Required work -> Between the line containing "Duration::from_millis(self.pool_removal_delay_ms)" and the line containing "use std::collections::hash_map::DefaultHasher;" lies a run of lines; give that run again exactly, with both of those lines, and nothing else from the entries below.

Stored items:
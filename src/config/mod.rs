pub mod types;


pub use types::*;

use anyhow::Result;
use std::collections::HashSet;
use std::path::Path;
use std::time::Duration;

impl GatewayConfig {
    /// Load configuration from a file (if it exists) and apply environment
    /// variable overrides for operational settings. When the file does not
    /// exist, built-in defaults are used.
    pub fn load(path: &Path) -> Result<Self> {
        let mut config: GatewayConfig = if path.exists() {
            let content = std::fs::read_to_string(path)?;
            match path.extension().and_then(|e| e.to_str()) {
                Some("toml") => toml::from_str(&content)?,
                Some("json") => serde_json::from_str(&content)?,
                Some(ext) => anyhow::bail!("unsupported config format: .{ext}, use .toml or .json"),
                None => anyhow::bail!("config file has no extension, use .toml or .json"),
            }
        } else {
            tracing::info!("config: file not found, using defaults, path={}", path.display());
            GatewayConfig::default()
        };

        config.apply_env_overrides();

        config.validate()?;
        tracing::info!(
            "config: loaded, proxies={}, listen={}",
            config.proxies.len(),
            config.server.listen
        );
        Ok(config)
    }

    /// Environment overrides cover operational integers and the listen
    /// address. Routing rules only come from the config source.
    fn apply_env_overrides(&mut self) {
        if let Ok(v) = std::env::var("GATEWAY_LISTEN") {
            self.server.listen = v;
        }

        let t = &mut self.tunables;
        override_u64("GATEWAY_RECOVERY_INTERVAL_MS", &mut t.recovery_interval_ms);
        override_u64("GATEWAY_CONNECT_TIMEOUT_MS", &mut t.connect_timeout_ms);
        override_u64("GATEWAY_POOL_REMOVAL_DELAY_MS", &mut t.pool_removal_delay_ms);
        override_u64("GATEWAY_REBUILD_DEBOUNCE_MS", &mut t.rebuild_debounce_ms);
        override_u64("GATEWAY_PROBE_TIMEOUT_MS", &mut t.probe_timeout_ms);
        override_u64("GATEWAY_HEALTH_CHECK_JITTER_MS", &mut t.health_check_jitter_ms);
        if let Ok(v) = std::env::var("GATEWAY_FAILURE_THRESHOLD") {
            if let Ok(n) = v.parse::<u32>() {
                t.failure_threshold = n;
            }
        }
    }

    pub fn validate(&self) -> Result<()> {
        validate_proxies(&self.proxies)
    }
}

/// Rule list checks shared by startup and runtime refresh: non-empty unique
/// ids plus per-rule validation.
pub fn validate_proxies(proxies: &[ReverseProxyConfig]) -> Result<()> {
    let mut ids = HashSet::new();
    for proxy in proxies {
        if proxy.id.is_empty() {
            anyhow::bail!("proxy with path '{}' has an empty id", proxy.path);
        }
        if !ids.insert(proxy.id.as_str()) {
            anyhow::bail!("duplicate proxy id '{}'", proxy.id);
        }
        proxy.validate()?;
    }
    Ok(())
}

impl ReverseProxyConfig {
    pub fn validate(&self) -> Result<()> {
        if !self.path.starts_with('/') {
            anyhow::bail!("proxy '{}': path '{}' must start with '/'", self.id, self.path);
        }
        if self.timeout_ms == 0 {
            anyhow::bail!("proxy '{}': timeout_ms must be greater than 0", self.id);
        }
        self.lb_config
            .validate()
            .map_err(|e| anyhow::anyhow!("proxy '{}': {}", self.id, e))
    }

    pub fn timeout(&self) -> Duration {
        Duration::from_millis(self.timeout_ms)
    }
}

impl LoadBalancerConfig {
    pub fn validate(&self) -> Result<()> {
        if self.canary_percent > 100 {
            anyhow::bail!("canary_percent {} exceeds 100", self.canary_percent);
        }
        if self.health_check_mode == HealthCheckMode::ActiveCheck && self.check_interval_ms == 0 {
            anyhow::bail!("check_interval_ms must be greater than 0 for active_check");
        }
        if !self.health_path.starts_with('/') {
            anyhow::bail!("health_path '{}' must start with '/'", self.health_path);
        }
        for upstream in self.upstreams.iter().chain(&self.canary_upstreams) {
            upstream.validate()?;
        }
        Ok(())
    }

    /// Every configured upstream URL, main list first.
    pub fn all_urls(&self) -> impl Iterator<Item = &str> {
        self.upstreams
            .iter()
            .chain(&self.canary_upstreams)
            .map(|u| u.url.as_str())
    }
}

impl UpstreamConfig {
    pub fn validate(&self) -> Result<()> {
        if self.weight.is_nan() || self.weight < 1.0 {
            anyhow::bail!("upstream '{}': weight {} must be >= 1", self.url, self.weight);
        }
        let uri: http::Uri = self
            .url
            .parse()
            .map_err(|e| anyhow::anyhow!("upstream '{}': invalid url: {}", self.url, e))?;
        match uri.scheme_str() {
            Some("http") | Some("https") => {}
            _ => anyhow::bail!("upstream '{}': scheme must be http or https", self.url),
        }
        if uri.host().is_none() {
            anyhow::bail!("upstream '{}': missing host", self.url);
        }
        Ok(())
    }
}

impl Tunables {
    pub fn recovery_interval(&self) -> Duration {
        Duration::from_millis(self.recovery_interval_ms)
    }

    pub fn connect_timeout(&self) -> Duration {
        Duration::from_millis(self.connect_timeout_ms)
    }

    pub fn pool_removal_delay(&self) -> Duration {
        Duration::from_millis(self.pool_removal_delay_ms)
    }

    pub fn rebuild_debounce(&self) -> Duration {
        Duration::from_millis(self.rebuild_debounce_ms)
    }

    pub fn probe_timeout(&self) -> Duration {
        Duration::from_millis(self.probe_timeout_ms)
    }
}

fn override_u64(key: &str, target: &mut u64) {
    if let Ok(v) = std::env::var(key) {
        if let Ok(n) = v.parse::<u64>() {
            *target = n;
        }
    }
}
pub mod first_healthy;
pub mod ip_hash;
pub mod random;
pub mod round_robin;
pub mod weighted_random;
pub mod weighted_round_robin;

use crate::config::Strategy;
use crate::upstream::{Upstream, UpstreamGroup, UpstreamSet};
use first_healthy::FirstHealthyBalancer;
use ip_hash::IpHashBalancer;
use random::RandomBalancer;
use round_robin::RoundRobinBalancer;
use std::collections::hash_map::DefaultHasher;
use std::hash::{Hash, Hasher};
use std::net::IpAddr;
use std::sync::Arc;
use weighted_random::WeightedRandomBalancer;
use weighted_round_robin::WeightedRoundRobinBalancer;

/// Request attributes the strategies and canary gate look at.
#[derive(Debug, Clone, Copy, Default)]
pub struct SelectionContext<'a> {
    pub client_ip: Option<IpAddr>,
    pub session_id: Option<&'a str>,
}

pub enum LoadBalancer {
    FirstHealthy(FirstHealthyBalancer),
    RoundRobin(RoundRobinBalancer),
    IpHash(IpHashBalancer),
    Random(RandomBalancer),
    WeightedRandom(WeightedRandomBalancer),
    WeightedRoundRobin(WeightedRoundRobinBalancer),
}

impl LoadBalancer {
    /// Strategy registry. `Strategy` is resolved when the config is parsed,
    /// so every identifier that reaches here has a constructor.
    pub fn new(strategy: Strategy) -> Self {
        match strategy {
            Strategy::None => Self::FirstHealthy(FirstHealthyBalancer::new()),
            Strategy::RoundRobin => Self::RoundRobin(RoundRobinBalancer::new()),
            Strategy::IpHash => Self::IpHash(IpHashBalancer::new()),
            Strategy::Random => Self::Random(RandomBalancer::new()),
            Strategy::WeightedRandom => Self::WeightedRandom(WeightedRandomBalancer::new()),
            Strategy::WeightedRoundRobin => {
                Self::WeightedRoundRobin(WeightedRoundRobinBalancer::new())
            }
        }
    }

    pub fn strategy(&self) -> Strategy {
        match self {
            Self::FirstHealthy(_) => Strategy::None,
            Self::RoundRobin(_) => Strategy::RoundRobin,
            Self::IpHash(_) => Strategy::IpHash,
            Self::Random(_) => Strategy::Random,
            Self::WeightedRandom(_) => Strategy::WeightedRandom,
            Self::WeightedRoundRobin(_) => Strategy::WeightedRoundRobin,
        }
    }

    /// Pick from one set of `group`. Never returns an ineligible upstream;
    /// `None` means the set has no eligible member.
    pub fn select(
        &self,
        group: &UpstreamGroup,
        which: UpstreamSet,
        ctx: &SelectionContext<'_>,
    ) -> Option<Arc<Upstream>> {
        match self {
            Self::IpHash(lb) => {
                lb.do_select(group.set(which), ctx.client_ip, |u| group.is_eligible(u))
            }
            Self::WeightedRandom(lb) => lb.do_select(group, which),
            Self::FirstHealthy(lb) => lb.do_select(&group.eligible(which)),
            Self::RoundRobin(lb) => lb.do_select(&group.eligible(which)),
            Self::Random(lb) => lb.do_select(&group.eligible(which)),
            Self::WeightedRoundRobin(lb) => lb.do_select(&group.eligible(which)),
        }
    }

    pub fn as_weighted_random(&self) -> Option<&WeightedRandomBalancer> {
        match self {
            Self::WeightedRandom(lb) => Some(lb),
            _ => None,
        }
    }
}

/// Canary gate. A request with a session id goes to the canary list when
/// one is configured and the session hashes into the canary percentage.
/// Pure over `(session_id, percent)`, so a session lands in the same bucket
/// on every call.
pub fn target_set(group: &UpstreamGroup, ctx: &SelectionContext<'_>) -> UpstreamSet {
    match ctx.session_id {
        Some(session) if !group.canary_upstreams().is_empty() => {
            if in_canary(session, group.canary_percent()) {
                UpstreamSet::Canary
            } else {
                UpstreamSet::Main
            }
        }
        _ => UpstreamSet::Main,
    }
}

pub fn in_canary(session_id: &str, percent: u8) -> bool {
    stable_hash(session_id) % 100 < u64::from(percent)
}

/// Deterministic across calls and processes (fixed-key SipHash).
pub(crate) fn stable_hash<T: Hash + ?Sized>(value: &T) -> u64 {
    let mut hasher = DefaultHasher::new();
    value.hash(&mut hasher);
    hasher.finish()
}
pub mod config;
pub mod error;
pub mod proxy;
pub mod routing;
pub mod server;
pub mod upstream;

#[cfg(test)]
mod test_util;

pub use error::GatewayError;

==

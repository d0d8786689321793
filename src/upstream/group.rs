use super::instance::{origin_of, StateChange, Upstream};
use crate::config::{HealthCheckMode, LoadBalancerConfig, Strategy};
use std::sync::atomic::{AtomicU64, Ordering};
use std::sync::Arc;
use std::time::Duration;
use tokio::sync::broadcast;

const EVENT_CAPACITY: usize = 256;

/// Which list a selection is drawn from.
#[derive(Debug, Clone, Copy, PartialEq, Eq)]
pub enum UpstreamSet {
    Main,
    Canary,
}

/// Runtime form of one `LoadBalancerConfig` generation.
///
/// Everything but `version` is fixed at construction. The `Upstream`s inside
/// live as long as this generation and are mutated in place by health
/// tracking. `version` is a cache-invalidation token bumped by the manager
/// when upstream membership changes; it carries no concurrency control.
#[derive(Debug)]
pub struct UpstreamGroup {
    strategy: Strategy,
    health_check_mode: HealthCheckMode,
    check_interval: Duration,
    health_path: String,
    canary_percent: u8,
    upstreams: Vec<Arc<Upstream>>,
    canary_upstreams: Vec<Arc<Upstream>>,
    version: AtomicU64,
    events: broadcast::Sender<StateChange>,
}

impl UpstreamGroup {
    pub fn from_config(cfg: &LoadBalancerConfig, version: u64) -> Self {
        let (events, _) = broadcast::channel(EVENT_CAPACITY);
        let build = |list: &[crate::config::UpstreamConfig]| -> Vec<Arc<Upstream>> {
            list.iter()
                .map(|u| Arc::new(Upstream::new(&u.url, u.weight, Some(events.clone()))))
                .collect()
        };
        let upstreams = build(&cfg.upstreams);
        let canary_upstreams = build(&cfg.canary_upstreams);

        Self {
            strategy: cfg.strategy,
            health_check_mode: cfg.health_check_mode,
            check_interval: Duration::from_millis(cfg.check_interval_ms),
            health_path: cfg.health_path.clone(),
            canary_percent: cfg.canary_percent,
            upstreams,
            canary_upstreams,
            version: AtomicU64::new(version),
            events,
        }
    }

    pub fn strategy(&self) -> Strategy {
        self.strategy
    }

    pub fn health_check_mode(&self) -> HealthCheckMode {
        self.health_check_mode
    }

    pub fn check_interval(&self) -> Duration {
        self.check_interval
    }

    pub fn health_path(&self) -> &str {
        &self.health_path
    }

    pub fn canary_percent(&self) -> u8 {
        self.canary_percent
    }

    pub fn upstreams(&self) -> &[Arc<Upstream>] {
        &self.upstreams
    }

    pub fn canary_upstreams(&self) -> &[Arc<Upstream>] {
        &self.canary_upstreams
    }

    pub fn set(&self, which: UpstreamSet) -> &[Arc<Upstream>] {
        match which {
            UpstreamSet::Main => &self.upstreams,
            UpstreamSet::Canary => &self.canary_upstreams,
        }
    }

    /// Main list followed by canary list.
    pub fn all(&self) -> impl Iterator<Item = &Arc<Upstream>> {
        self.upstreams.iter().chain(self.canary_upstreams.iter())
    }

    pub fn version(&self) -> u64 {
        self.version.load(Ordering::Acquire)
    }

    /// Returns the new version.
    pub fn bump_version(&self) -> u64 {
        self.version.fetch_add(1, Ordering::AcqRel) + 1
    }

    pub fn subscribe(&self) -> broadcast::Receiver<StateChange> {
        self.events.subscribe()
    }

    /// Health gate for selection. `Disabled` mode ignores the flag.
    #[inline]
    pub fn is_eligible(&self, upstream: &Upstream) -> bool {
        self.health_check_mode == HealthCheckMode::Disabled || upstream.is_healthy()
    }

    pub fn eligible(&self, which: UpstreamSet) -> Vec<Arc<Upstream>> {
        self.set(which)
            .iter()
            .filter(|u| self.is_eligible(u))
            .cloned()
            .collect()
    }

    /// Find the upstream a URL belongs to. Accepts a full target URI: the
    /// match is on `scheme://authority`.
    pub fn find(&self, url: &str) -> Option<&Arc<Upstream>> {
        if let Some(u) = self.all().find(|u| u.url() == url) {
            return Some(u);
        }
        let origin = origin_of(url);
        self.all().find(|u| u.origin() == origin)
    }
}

Answer to the problem ->
        Duration::from_millis(self.pool_removal_delay_ms)
    }

    pub fn rebuild_debounce(&self) -> Duration {
        Duration::from_millis(self.rebuild_debounce_ms)
    }

    pub fn probe_timeout(&self) -> Duration {
        Duration::from_millis(self.probe_timeout_ms)
    }
}

fn override_u64(key: &str, target: &mut u64) {
    if let Ok(v) = std::env::var(key) {
        if let Ok(n) = v.parse::<u64>() {
            *target = n;
        }
    }
}
pub mod first_healthy;
pub mod ip_hash;
pub mod random;
pub mod round_robin;
pub mod weighted_random;
pub mod weighted_round_robin;

use crate::config::Strategy;
use crate::upstream::{Upstream, UpstreamGroup, UpstreamSet};
use first_healthy::FirstHealthyBalancer;
use ip_hash::IpHashBalancer;
use random::RandomBalancer;
use round_robin::RoundRobinBalancer;
use std::collections::hash_map::DefaultHasher;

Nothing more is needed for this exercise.